Requirements of Workers’ Mobility Within 17 Schengen Countries

25 Jun 18

This article is aimed to provide a summary of current EU provisions regulating the mobility for third-country nationals (“TCNs”) performing working activities within the Schengen Area. Published on Global Journal of Human Resource Management, Vol.5, No.2, pp.1-7, February 2017 (ISSN 2053-5686); Online published by European Centre for Research Training and Development UK (ISSN 2053-5694), full-text avalible here on www.eajournals.org


WORKERS MOBILITY WITHIN SCHENGEN: A COMPARATIVE STUDY OF 17 COUNTRIES REQUIREMENTS

MARCO MAZZESCHI

 

Most immigration provisions implemented by the EU are Directives. While EU Regulations automatically apply across the EU and do not need any act of implementation by the Member States, Directives are a legislative act that sets out a goal and objectives that all EU countries must achieve. Each individual Member State will then decide on how to devise its own laws on how to reach these goals. Therefore, each Member State will need to adopt local legislation to implement the provisions set forth in the Directive.
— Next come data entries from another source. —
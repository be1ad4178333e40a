//! # Workflows
//!
//! Multi-step operations over a shared `Arc<RwLock<SessionCore>>`.
//!
//! Every workflow follows the same shape:
//! - read what it needs from the core under a short read lock
//! - call collaborators with no lock held
//! - write results back under a short write lock
//! - return domain types; presentation happens in the host

pub mod existence;
pub mod session;
pub mod switch;

pub use existence::{probe_role_existence, switch_offer};
pub use session::{apply_snapshot, location_changed};
pub use switch::{switch_to, SwitchOutcome};
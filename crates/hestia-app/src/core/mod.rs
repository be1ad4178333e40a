//! # Core Session Module
//!
//! - [`resolve`]: pure role resolution
//! - [`NavigationGuard`]: redirect state machine
//! - [`SessionCore`]: the state container tying both to the collaborators
//! - [`RoleExistenceFlags`] / [`SwitchOffer`]: advisory dual-profile labels

mod existence;
mod guard;
mod resolver;
mod session;

pub use existence::{OfferAction, RoleExistenceFlags, SwitchOffer};
pub use guard::{
    decide, GuardDecision, GuardState, GuardTransition, GuardView, LoopReport, NavigationGuard,
};
pub use resolver::{resolve, Resolution, RoleSource, SessionPhase};
pub use session::SessionCore;
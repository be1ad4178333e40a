//! # Hestia App - Role-Aware Session Core
//!
//! Decides which role a signed-in user acts as (homeowner or provider) and
//! keeps the visible screen group consistent with that role.
//!
//! ```text
//! SessionSnapshot ──► resolve() ──► SessionPhase ──► NavigationGuard ──► Navigator
//!                        ▲                                   │
//!                   RoleStore cache ◄──── corrections ───────┘
//! ```
//!
//! - [`crate::core::resolve`]: pure role resolution (profile > cache > homeowner)
//! - [`crate::core::NavigationGuard`]: redirect state machine with loop detection
//! - [`crate::core::SessionCore`]: state container fed by the host
//! - [`workflows`]: snapshot intake, role switching and dual-profile probing
//! - [`bridge`]: collaborator traits the host implements
//!
//! The crate performs no I/O of its own; storage, the session source, the
//! record probe and navigation are injected through [`bridge::SessionDeps`].

#![forbid(unsafe_code)]

pub mod bridge;
pub mod config;
pub mod core;
pub mod errors;
pub mod events;
pub mod role_store;
pub mod workflows;

pub use bridge::{
    Navigator, RecordKind, RecordProbe, SessionBridge, SessionDeps, SessionSnapshot,
};
pub use config::{RouteTable, SessionConfig};
pub use crate::core::{
    GuardState, GuardView, LoopReport, NavigationGuard, RoleExistenceFlags, SessionCore,
    SessionPhase, SwitchOffer,
};
pub use errors::{Disposition, SessionError, ToastLevel};
pub use events::{EventBus, SessionEvent};
pub use role_store::{PendingWrite, RoleStore};
pub use workflows::{
    apply_snapshot, location_changed, probe_role_existence, switch_offer, switch_to,
    SwitchOutcome,
};

pub use hestia_core::{Identity, IdentityId, LocationGroup, Profile, Role, RoleClaim};
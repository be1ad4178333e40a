//! Session event channel.
//!
//! A typed broadcast channel replacing ambient notification callbacks.
//! Publishing and subscribing are separate operations; a publisher never
//! needs to know whether anyone is listening.

use crate::core::SessionPhase;
use crate::errors::ToastLevel;
use hestia_core::Role;
use tokio::sync::broadcast;

/// Events emitted by the session core.
#[derive(Debug, Clone, PartialEq, Eq)]
pub enum SessionEvent {
    /// The resolved phase changed
    PhaseChanged(SessionPhase),
    /// The guard issued a redirect
    Redirected {
        /// Target route
        route: String,
    },
    /// The guard detected a redirect loop and froze
    NavigationLoop {
        /// Route of the terminal redirect
        fallback: String,
    },
    /// The surface that started a switch should close
    SwitcherDismissed {
        /// Requested role
        target: Role,
    },
    /// A role switch was confirmed by the server
    RoleSwitched(Role),
    /// A user-visible message
    Toast {
        /// Severity
        level: ToastLevel,
        /// Message text
        message: String,
    },
}

/// Broadcast bus for [`SessionEvent`]s.
#[derive(Debug, Clone)]
pub struct EventBus {
    sender: broadcast::Sender<SessionEvent>,
}

impl EventBus {
    /// Create a bus buffering up to `capacity` events per subscriber.
    pub fn new(capacity: usize) -> Self {
        let (sender, _) = broadcast::channel(capacity.max(1));
        Self { sender }
    }

    /// Publish an event to current subscribers.
    pub fn publish(&self, event: SessionEvent) {
        // No subscribers is not an error
        let _ = self.sender.send(event);
    }

    /// Subscribe to events published from now on.
    pub fn subscribe(&self) -> broadcast::Receiver<SessionEvent> {
        self.sender.subscribe()
    }

    /// Publish a toast.
    pub fn toast(&self, level: ToastLevel, message: impl Into<String>) {
        self.publish(SessionEvent::Toast {
            level,
            message: message.into(),
        });
    }

    /// Number of live subscribers.
    pub fn subscriber_count(&self) -> usize {
        self.sender.receiver_count()
    }
}

#[cfg(test)]
mod tests {
    use super::*;

    #[test]
    fn test_publish_without_subscribers_is_fine() {
        let bus = EventBus::new(4);
        bus.publish(SessionEvent::RoleSwitched(Role::Provider));
        assert_eq!(bus.subscriber_count(), 0);
    }

    #[test]
    fn test_subscriber_sees_events_in_order() {
        let bus = EventBus::new(4);
        let mut rx = bus.subscribe();
        bus.publish(SessionEvent::SwitcherDismissed {
            target: Role::Provider,
        });
        bus.toast(ToastLevel::Error, "nope");

        assert_eq!(
            rx.try_recv().unwrap(),
            SessionEvent::SwitcherDismissed {
                target: Role::Provider
            }
        );
        assert_eq!(
            rx.try_recv().unwrap(),
            SessionEvent::Toast {
                level: ToastLevel::Error,
                message: "nope".to_string()
            }
        );
        assert!(rx.try_recv().is_err());
    }
}
//! Dual-profile existence flags.
//!
//! Advisory only: they pick the wording of the role switcher and are never
//! consulted by the guard or required by a switch.

use hestia_core::Role;

/// Which role profiles an identity appears to have.
#[derive(Debug, Clone, Copy, Default, PartialEq, Eq, Hash)]
pub struct RoleExistenceFlags {
    /// A home is owned, or the active role is homeowner
    pub has_homeowner_profile: bool,
    /// An organization is owned, or the active role is provider
    pub has_provider_profile: bool,
}

impl RoleExistenceFlags {
    /// Flag for one role.
    #[must_use]
    pub fn has(&self, role: Role) -> bool {
        match role {
            Role::Homeowner => self.has_homeowner_profile,
            Role::Provider => self.has_provider_profile,
        }
    }

    /// The active role always counts as existing.
    #[must_use]
    pub fn with_active(mut self, active: Option<Role>) -> Self {
        match active {
            Some(Role::Homeowner) => self.has_homeowner_profile = true,
            Some(Role::Provider) => self.has_provider_profile = true,
            None => {}
        }
        self
    }

    /// Whether both profiles exist.
    #[must_use]
    pub fn is_dual(&self) -> bool {
        self.has_homeowner_profile && self.has_provider_profile
    }
}

/// Whether switching leads to an existing profile or to onboarding.
#[derive(Debug, Clone, Copy, PartialEq, Eq)]
pub enum OfferAction {
    /// The destination profile exists
    Manage,
    /// The destination profile still has to be created
    Create,
}

/// A labeled switch destination.
#[derive(Debug, Clone, Copy, PartialEq, Eq)]
pub struct SwitchOffer {
    /// Destination role
    pub target: Role,
    /// Manage or create
    pub action: OfferAction,
}

impl SwitchOffer {
    /// Label the destination using the existence flags.
    #[must_use]
    pub fn for_target(target: Role, flags: RoleExistenceFlags) -> Self {
        let action = if flags.has(target) {
            OfferAction::Manage
        } else {
            OfferAction::Create
        };
        Self { target, action }
    }

    /// Button copy for the switcher.
    #[must_use]
    pub fn label(&self) -> &'static str {
        match (self.target, self.action) {
            (Role::Homeowner, OfferAction::Manage) => "Manage your homes",
            (Role::Homeowner, OfferAction::Create) => "Create homeowner account",
            (Role::Provider, OfferAction::Manage) => "Manage your business",
            (Role::Provider, OfferAction::Create) => "Create provider account",
        }
    }
}
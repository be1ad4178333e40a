//! Hestia Core - Session Domain Foundation
//!
//! Pure types shared by every Hestia crate. Nothing here performs I/O; the
//! storage interface is an effect trait implemented in `hestia-effects`.
//!
//! # Contents
//!
//! - [`Role`] / [`RoleClaim`]: the two mutually exclusive user roles, and an
//!   unvalidated role value as read from a cache entry or a server profile
//! - [`Identity`] / [`Profile`]: the authenticated user and its role-tagged record
//! - [`LocationGroup`]: the top-level screen group reported by the navigation layer
//! - [`HestiaError`]: unified error returned by external collaborators
//! - [`effects::StorageEffects`]: durable key-value storage interface

#![forbid(unsafe_code)]

/// Pure effect interfaces (no implementations)
pub mod effects;

/// Unified error handling
pub mod errors;

/// Identity and profile records
pub mod identity;

/// Screen location groups
pub mod location;

/// User roles
pub mod role;

pub use errors::{HestiaError, Result};
pub use identity::{Identity, IdentityId, Profile, ProfileId};
pub use location::LocationGroup;
pub use role::{Role, RoleClaim};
For business or tourism stays up to 90 days in any 180-day period, TCNs who hold a valid residence permit or visa have the right to move freely within the Schengen area. Working activities are on the other hand regulated by specific provisions of each Schengen country and therefore it will be necessary to check local regulations if TCN wants to work in a different country also for short periods (i.e. less than 90 days).
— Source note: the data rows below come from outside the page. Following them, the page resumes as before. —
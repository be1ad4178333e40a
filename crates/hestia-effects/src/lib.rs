//! Hestia Effects - concrete handlers for `hestia-core` effect traits.
//!
//! - [`MemoryStorageHandler`]: process-local storage for tests and offline hosts
//! - [`FilesystemStorageHandler`]: durable storage, one file per key

#![forbid(unsafe_code)]

pub mod storage;

pub use storage::{FilesystemStorageHandler, MemoryStorageHandler};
The right to extend the stay for more than 3 months, work and eventually obtain permanent residency in another country is subject to specific conditions and provisions set forth in the national legislation. The most important EU Directives that contain mobility provisions for TCNs and their families are:

  1. Long-term residents (Directive 2003/109)
  2. Blue Card permits for highly qualified workers (Directive 2009/50)
  3. Workers transferred in the framework of an intra-company transfer (Directive 2014/66)
  4. Workers temporarily ‘posted’ to perform work from one Member State (so-called “van der Elst permits”) (Directive 1996/71 and 2014/67)
  5. Researchers (Directive 2005/71)

 


1. Long-term residents in another Member State

Under Directive 2003/109, TCNs who hold long-term resident permits in one EU Member State have the right to reside for more than three months in a second Member State to exercise an economic activity, to pursue studies or for any other purpose, subject to certain conditions being met.
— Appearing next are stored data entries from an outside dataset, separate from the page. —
//! # Session Core
//!
//! Explicitly owned state container for one running app. Hosts share it as
//! `Arc<RwLock<SessionCore>>` and feed it two kinds of input:
//!
//! - session snapshots (identity / profile / loading) via [`SessionCore::apply_snapshot`]
//! - location changes via [`SessionCore::location_changed`]
//!
//! Each input re-runs the resolver and the guard synchronously. Role cache
//! updates land in memory at once; the durable writes queue up as
//! [`PendingWrite`]s that the caller persists after releasing the core
//! (see `workflows::session`), so storage never stalls navigation.

use super::existence::RoleExistenceFlags;
use super::guard::{GuardState, GuardTransition, GuardView, NavigationGuard};
use super::resolver::{resolve, Resolution, RoleSource, SessionPhase};
use crate::bridge::{RecordProbe, SessionBridge, SessionDeps, SessionSnapshot};
use crate::config::SessionConfig;
use crate::errors::{FetchSource, SessionError};
use crate::events::{EventBus, SessionEvent};
use crate::role_store::{PendingWrite, RoleStore};
use hestia_core::{Identity, IdentityId, Profile, Role};
use std::sync::atomic::{AtomicBool, Ordering};
use std::sync::Arc;
use tokio::sync::broadcast;
use tracing::{debug, info, warn};

/// Session state container.
pub struct SessionCore {
    config: SessionConfig,
    deps: SessionDeps,
    role_store: RoleStore,
    pending_writes: Vec<PendingWrite>,
    guard: NavigationGuard,
    events: EventBus,
    identity: Option<Identity>,
    profile: Option<Profile>,
    loading: bool,
    phase: SessionPhase,
    existence: RoleExistenceFlags,
    switch_in_flight: Arc<AtomicBool>,
}

impl SessionCore {
    /// Validate the configuration and read the role cache.
    ///
    /// The guard starts in [`GuardState::Initializing`]; nothing is resolved
    /// until the first snapshot arrives.
    pub async fn bootstrap(config: SessionConfig, deps: SessionDeps) -> Result<Self, SessionError> {
        config.validate()?;

        let role_store = RoleStore::load(deps.storage.clone(), config.storage_key.clone()).await;
        let guard = NavigationGuard::new(
            config.routes.clone(),
            config.max_redirects_per_resolution,
        );
        let events = EventBus::new(config.event_capacity);

        info!(cached = ?role_store.cached_claim(), "Session core ready");

        Ok(Self {
            config,
            deps,
            role_store,
            pending_writes: Vec::new(),
            guard,
            events,
            identity: None,
            profile: None,
            loading: true,
            phase: SessionPhase::Loading,
            existence: RoleExistenceFlags::default(),
            switch_in_flight: Arc::new(AtomicBool::new(false)),
        })
    }

    // =========================================================================
    // Inputs
    // =========================================================================

    /// Apply one emission of the session source.
    pub fn apply_snapshot(&mut self, snapshot: SessionSnapshot) -> GuardTransition {
        let previous = self.identity_id();
        let next = snapshot.identity.as_ref().map(|i| i.id);
        let identity_changed = previous != next;
        if identity_changed {
            debug!(?previous, ?next, "Identity changed; dropping resolved profile data");
            self.profile = None;
            self.existence = RoleExistenceFlags::default();
            self.guard.invalidate();
        }

        if let Some(e) = &snapshot.fetch_error {
            let err = SessionError::TransientFetch {
                source_kind: FetchSource::Profile,
                reason: e.to_string(),
            };
            warn!(error = %err, "Continuing without a server profile");
        }

        self.identity = snapshot.identity;
        self.profile = snapshot.profile;
        self.loading = snapshot.loading;

        let resolution = if self.loading && self.phase.is_settled() {
            if !identity_changed {
                debug!(phase = %self.phase, "Session reloading; holding settled phase");
                return self.hold();
            }
            // The held phase belongs to the previous identity; only the
            // cache and the default apply until the new profile arrives.
            debug!(stale = %self.phase, "Identity changed while loading");
            resolve(
                None,
                self.role_store.cached_claim(),
                false,
                self.identity.is_some(),
            )
        } else {
            resolve(
                self.profile.as_ref().map(|p| &p.role),
                self.role_store.cached_claim(),
                self.loading,
                self.identity.is_some(),
            )
        };

        if let Some(rejected) = &resolution.rejected {
            let err = SessionError::InvalidRoleValue {
                value: rejected.clone(),
            };
            warn!(error = %err, fallback = %Role::DEFAULT, "Correcting role");
        }

        let phase = self.guard.effective_phase(resolution.phase);
        if phase != resolution.phase {
            debug!(resolved = %resolution.phase, %phase, "Keeping default role after loop");
        }
        self.set_phase(phase, resolution.source);

        let transition = self.evaluate_guard();

        // A loop during this input may have reverted the role; the reverted
        // value is already queued and must not be overwritten.
        let pinned = self.guard.effective_phase(resolution.phase) != resolution.phase;
        if !pinned {
            if let Some(role) = self.cache_update(&resolution) {
                self.queue_cache_write(role);
            }
        }

        transition
    }

    /// Re-evaluate after the navigation layer moved.
    pub fn location_changed(&mut self) -> GuardTransition {
        self.evaluate_guard()
    }

    /// Durable cache writes produced since the last call.
    #[must_use = "pending writes must be persisted"]
    pub fn take_pending_writes(&mut self) -> Vec<PendingWrite> {
        std::mem::take(&mut self.pending_writes)
    }

    fn hold(&self) -> GuardTransition {
        GuardTransition {
            state: self.guard.state().clone(),
            redirected: None,
            loop_detected: None,
        }
    }

    fn set_phase(&mut self, phase: SessionPhase, source: Option<RoleSource>) {
        if phase == self.phase {
            return;
        }
        info!(from = %self.phase, to = %phase, ?source, "Session phase changed");
        self.phase = phase;
        self.events.publish(SessionEvent::PhaseChanged(phase));
    }

    /// Role to write back after a resolution: the correction of an invalid
    /// value, or a valid profile role the cache does not hold yet.
    fn cache_update(&self, resolution: &Resolution) -> Option<Role> {
        let profile_role = match resolution.source {
            Some(RoleSource::Profile) => resolution
                .phase
                .role()
                .filter(|role| self.role_store.cached_role() != Some(*role)),
            _ => None,
        };
        resolution.correction.or(profile_role)
    }

    fn queue_cache_write(&mut self, role: Role) {
        let write = self.role_store.write_cached_role(role);
        self.pending_writes.push(write);
    }

    fn evaluate_guard(&mut self) -> GuardTransition {
        let navigator = self.deps.navigator.clone();
        let location = navigator.current_location_group();
        let transition = self.guard.on_input(self.phase, location, navigator.as_ref());

        if let Some(report) = &transition.loop_detected {
            let err = SessionError::NavigationLoop {
                target: report.failed_target.clone(),
            };
            debug!(error = %err, "Loop recorded");
            self.events.publish(SessionEvent::NavigationLoop {
                fallback: report.fallback.clone(),
            });
            self.set_phase(report.reverted, Some(RoleSource::Corrected));
            if let Some(role) = report.reverted.role() {
                if self.role_store.cached_role() != Some(role) {
                    self.queue_cache_write(role);
                }
            }
        }
        if let Some(route) = &transition.redirected {
            self.events.publish(SessionEvent::Redirected {
                route: route.clone(),
            });
        }
        transition
    }

    // =========================================================================
    // Reads
    // =========================================================================

    /// Current phase.
    pub fn phase(&self) -> SessionPhase {
        self.phase
    }

    /// Role of the current phase, if resolved.
    pub fn active_role(&self) -> Option<Role> {
        self.phase.role()
    }

    /// Guard state.
    pub fn guard_state(&self) -> &GuardState {
        self.guard.state()
    }

    /// What the host should render.
    pub fn view(&self) -> GuardView {
        self.guard.view()
    }

    /// Signed-in identity.
    pub fn identity(&self) -> Option<&Identity> {
        self.identity.as_ref()
    }

    /// Identifier of the signed-in identity.
    pub fn identity_id(&self) -> Option<IdentityId> {
        self.identity.as_ref().map(|i| i.id)
    }

    /// Active profile, if fetched.
    pub fn profile(&self) -> Option<&Profile> {
        self.profile.as_ref()
    }

    /// Whether the last snapshot was still loading.
    pub fn is_loading(&self) -> bool {
        self.loading
    }

    /// Cached role, if valid.
    pub fn cached_role(&self) -> Option<Role> {
        self.role_store.cached_role()
    }

    /// Last probed existence flags.
    pub fn existence(&self) -> RoleExistenceFlags {
        self.existence
    }

    /// Configuration in use.
    pub fn config(&self) -> &SessionConfig {
        &self.config
    }

    /// Event bus.
    pub fn events(&self) -> &EventBus {
        &self.events
    }

    /// Subscribe to session events.
    pub fn subscribe(&self) -> broadcast::Receiver<SessionEvent> {
        self.events.subscribe()
    }

    /// Whether a role switch is in flight.
    pub fn is_switching(&self) -> bool {
        self.switch_in_flight.load(Ordering::Acquire)
    }

    // =========================================================================
    // Workflow access
    // =========================================================================

    pub(crate) fn session_bridge(&self) -> Arc<dyn SessionBridge> {
        self.deps.session.clone()
    }

    pub(crate) fn probe(&self) -> Arc<dyn RecordProbe> {
        self.deps.probe.clone()
    }

    pub(crate) fn switch_flag(&self) -> Arc<AtomicBool> {
        self.switch_in_flight.clone()
    }

    pub(crate) fn set_existence(&mut self, flags: RoleExistenceFlags) {
        self.existence = flags;
    }

    /// Record a server-confirmed switch in the cache. The phase itself only
    /// changes when the session source emits the new profile.
    pub(crate) fn record_switch(&mut self, role: Role) {
        self.queue_cache_write(role);
    }
}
A TCN holding a long-term residence in another Member State can apply for a residence permit in another Member State without applying for a new visa. The right extends to their family members as long as the family was already constituted in the first Member State and they can present evidence they have stable and regular resources which are sufficient to maintain themselves without recourse to the social assistance of the Member State concerned.

Directive 2003/109 provides the Member States with greater discretion to apply additional measures to regulate the numbers of mobile TCNs entitled to be granted the right of residence. These areas of discretion include the possibility of applying a labour market test, apply quotas, required to show evidence to have “appropriate accommodation”, to comply with integration measures and also to provide evidence that they have stable and regular financial resources and sickness insurance.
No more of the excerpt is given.